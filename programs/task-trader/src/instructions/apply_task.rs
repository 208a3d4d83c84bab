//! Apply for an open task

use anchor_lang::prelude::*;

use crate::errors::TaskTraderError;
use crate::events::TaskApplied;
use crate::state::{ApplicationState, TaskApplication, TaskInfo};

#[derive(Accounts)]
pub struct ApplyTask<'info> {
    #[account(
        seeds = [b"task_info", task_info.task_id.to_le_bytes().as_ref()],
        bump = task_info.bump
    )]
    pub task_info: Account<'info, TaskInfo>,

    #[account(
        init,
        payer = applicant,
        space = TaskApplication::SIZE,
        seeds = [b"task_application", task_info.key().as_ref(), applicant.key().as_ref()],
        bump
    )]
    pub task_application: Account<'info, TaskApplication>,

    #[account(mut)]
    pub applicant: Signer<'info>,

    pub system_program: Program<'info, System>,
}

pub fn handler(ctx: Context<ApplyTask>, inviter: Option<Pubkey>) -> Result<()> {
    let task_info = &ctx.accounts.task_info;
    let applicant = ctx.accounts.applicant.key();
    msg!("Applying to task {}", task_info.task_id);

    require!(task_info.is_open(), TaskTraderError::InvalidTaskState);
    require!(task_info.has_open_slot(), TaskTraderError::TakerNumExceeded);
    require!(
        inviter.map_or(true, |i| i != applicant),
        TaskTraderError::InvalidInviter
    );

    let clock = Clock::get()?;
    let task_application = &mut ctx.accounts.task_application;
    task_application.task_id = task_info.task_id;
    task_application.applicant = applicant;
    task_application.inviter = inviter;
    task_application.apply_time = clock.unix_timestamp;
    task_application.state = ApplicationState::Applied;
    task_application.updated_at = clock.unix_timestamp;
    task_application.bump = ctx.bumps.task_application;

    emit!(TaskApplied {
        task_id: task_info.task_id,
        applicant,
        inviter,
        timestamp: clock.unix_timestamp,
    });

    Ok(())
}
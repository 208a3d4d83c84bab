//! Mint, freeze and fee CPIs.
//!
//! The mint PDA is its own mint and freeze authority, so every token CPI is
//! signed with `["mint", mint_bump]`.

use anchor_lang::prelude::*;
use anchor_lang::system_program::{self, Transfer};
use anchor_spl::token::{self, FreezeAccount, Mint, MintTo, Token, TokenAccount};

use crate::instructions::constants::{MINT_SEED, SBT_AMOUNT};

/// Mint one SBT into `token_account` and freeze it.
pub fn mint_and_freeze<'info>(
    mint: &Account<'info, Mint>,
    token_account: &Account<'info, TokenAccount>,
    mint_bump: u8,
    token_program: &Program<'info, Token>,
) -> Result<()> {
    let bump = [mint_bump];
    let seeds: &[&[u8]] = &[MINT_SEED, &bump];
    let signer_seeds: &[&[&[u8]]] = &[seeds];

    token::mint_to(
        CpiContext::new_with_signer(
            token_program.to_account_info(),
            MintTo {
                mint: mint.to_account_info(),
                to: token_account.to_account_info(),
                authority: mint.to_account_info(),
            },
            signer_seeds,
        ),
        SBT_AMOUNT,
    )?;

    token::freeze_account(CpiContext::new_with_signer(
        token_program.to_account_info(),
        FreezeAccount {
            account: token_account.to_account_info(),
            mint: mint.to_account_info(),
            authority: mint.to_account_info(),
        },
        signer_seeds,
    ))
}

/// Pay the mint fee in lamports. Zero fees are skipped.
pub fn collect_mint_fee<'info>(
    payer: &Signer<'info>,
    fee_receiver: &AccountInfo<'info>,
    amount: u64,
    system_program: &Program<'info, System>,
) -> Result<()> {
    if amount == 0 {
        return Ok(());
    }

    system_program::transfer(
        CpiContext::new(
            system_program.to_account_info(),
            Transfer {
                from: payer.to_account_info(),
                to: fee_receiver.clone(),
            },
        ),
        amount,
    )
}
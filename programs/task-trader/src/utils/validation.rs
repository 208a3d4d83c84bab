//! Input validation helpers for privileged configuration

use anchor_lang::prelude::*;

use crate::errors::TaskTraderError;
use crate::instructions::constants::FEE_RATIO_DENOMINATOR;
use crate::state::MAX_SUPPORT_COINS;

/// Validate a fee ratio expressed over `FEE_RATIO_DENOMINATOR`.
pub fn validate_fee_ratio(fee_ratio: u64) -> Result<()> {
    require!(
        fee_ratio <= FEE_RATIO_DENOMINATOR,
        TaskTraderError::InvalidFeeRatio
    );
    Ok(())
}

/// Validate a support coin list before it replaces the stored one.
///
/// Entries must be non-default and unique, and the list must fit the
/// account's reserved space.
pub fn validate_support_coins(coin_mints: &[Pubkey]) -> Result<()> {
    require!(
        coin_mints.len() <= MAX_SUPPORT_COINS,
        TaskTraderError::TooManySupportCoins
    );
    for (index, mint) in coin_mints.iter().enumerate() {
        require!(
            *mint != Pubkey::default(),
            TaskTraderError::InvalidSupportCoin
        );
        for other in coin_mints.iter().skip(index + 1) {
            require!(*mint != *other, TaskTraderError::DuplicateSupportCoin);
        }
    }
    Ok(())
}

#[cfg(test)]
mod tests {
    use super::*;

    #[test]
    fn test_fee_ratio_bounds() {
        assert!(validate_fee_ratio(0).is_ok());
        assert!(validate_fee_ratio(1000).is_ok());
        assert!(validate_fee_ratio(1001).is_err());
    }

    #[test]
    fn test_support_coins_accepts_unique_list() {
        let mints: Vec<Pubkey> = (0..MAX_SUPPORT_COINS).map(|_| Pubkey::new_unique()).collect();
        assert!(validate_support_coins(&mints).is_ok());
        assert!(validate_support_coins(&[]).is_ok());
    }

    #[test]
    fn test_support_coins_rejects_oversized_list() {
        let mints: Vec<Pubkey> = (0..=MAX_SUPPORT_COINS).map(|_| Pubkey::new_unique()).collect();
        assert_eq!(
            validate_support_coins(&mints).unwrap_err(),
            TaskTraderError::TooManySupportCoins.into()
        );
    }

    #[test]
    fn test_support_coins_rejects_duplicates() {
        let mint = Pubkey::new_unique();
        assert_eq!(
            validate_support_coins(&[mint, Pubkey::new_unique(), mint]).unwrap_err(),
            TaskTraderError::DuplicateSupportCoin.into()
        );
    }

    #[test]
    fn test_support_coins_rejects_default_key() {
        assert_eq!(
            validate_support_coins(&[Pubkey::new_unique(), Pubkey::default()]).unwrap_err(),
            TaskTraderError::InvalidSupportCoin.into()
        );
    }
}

* * * *

Everything in the listing should be given again word for word.

EXERCISE RESULT.
filename programs/task-trader/src/instructions/apply_task.rs
repository 208a3d4d83c84bab
//! Apply for an open task

use anchor_lang::prelude::*;

use crate::errors::TaskTraderError;
use crate::events::TaskApplied;
use crate::state::{ApplicationState, TaskApplication, TaskInfo};

#[derive(Accounts)]
pub struct ApplyTask<'info> {
    #[account(
        seeds = [b"task_info", task_info.task_id.to_le_bytes().as_ref()],
        bump = task_info.bump
    )]
    pub task_info: Account<'info, TaskInfo>,

    #[account(
        init,
        payer = applicant,
        space = TaskApplication::SIZE,
        seeds = [b"task_application", task_info.key().as_ref(), applicant.key().as_ref()],
        bump
    )]
    pub task_application: Account<'info, TaskApplication>,

    #[account(mut)]
    pub applicant: Signer<'info>,

    pub system_program: Program<'info, System>,
}

pub fn handler(ctx: Context<ApplyTask>, inviter: Option<Pubkey>) -> Result<()> {
    let task_info = &ctx.accounts.task_info;
    let applicant = ctx.accounts.applicant.key();
    msg!("Applying to task {}", task_info.task_id);

    require!(task_info.is_open(), TaskTraderError::InvalidTaskState);
    require!(task_info.has_open_slot(), TaskTraderError::TakerNumExceeded);
    require!(
        inviter.map_or(true, |i| i != applicant),
        TaskTraderError::InvalidInviter
    );

    let clock = Clock::get()?;
    let task_application = &mut ctx.accounts.task_application;
    task_application.task_id = task_info.task_id;
    task_application.applicant = applicant;
    task_application.inviter = inviter;
    task_application.apply_time = clock.unix_timestamp;
    task_application.state = ApplicationState::Applied;
    task_application.updated_at = clock.unix_timestamp;
    task_application.bump = ctx.bumps.task_application;

    emit!(TaskApplied {
        task_id: task_info.task_id,
        applicant,
        inviter,
        timestamp: clock.unix_timestamp,
    });

    Ok(())
}
repository 208a3d4d83c84bab
//! Mint, freeze and fee CPIs.
//!
//! The mint PDA is its own mint and freeze authority, so every token CPI is
//! signed with `["mint", mint_bump]`.

use anchor_lang::prelude::*;
use anchor_lang::system_program::{self, Transfer};
use anchor_spl::token::{self, FreezeAccount, Mint, MintTo, Token, TokenAccount};

use crate::instructions::constants::{MINT_SEED, SBT_AMOUNT};

/// Mint one SBT into `token_account` and freeze it.
pub fn mint_and_freeze<'info>(
    mint: &Account<'info, Mint>,
    token_account: &Account<'info, TokenAccount>,
    mint_bump: u8,
    token_program: &Program<'info, Token>,
) -> Result<()> {
    let bump = [mint_bump];
    let seeds: &[&[u8]] = &[MINT_SEED, &bump];
    let signer_seeds: &[&[&[u8]]] = &[seeds];

    token::mint_to(
        CpiContext::new_with_signer(
            token_program.to_account_info(),
            MintTo {
                mint: mint.to_account_info(),
                to: token_account.to_account_info(),
                authority: mint.to_account_info(),
            },
            signer_seeds,
        ),
        SBT_AMOUNT,
    )?;

    token::freeze_account(CpiContext::new_with_signer(
        token_program.to_account_info(),
        FreezeAccount {
            account: token_account.to_account_info(),
            mint: mint.to_account_info(),
            authority: mint.to_account_info(),
        },
        signer_seeds,
    ))
}

/// Pay the mint fee in lamports. Zero fees are skipped.
pub fn collect_mint_fee<'info>(
    payer: &Signer<'info>,
    fee_receiver: &AccountInfo<'info>,
    amount: u64,
    system_program: &Program<'info, System>,
) -> Result<()> {
    if amount == 0 {
        return Ok(());
    }

    system_program::transfer(
        CpiContext::new(
            system_program.to_account_info(),
            Transfer {
                from: payer.to_account_info(),
                to: fee_receiver.clone(),
            },
        ),
        amount,
    )
}
filename programs/task-trader/src/utils/validation.rs
repository 208a3d4d83c84bab
//! Input validation helpers for privileged configuration

use anchor_lang::prelude::*;

use crate::errors::TaskTraderError;
use crate::instructions::constants::FEE_RATIO_DENOMINATOR;
use crate::state::MAX_SUPPORT_COINS;

/// Validate a fee ratio expressed over `FEE_RATIO_DENOMINATOR`.
pub fn validate_fee_ratio(fee_ratio: u64) -> Result<()> {
    require!(
        fee_ratio <= FEE_RATIO_DENOMINATOR,
        TaskTraderError::InvalidFeeRatio
    );
    Ok(())
}

/// Validate a support coin list before it replaces the stored one.
///
/// Entries must be non-default and unique, and the list must fit the
/// account's reserved space.
pub fn validate_support_coins(coin_mints: &[Pubkey]) -> Result<()> {
    require!(
        coin_mints.len() <= MAX_SUPPORT_COINS,
        TaskTraderError::TooManySupportCoins
    );
    for (index, mint) in coin_mints.iter().enumerate() {
        require!(
            *mint != Pubkey::default(),
            TaskTraderError::InvalidSupportCoin
        );
        for other in coin_mints.iter().skip(index + 1) {
            require!(*mint != *other, TaskTraderError::DuplicateSupportCoin);
        }
    }
    Ok(())
}

#[cfg(test)]
mod tests {
    use super::*;

    #[test]
    fn test_fee_ratio_bounds() {
        assert!(validate_fee_ratio(0).is_ok());
        assert!(validate_fee_ratio(1000).is_ok());
        assert!(validate_fee_ratio(1001).is_err());
    }

    #[test]
    fn test_support_coins_accepts_unique_list() {
        let mints: Vec<Pubkey> = (0..MAX_SUPPORT_COINS).map(|_| Pubkey::new_unique()).collect();
        assert!(validate_support_coins(&mints).is_ok());
        assert!(validate_support_coins(&[]).is_ok());
    }

    #[test]
    fn test_support_coins_rejects_oversized_list() {
        let mints: Vec<Pubkey> = (0..=MAX_SUPPORT_COINS).map(|_| Pubkey::new_unique()).collect();
        assert_eq!(
            validate_support_coins(&mints).unwrap_err(),
            TaskTraderError::TooManySupportCoins.into()
        );
    }

    #[test]
    fn test_support_coins_rejects_duplicates() {
        let mint = Pubkey::new_unique();
        assert_eq!(
            validate_support_coins(&[mint, Pubkey::new_unique(), mint]).unwrap_err(),
            TaskTraderError::DuplicateSupportCoin.into()
        );
    }

    #[test]
    fn test_support_coins_rejects_default_key() {
        assert_eq!(
            validate_support_coins(&[Pubkey::new_unique(), Pubkey::default()]).unwrap_err(),
            TaskTraderError::InvalidSupportCoin.into()
        );
    }
}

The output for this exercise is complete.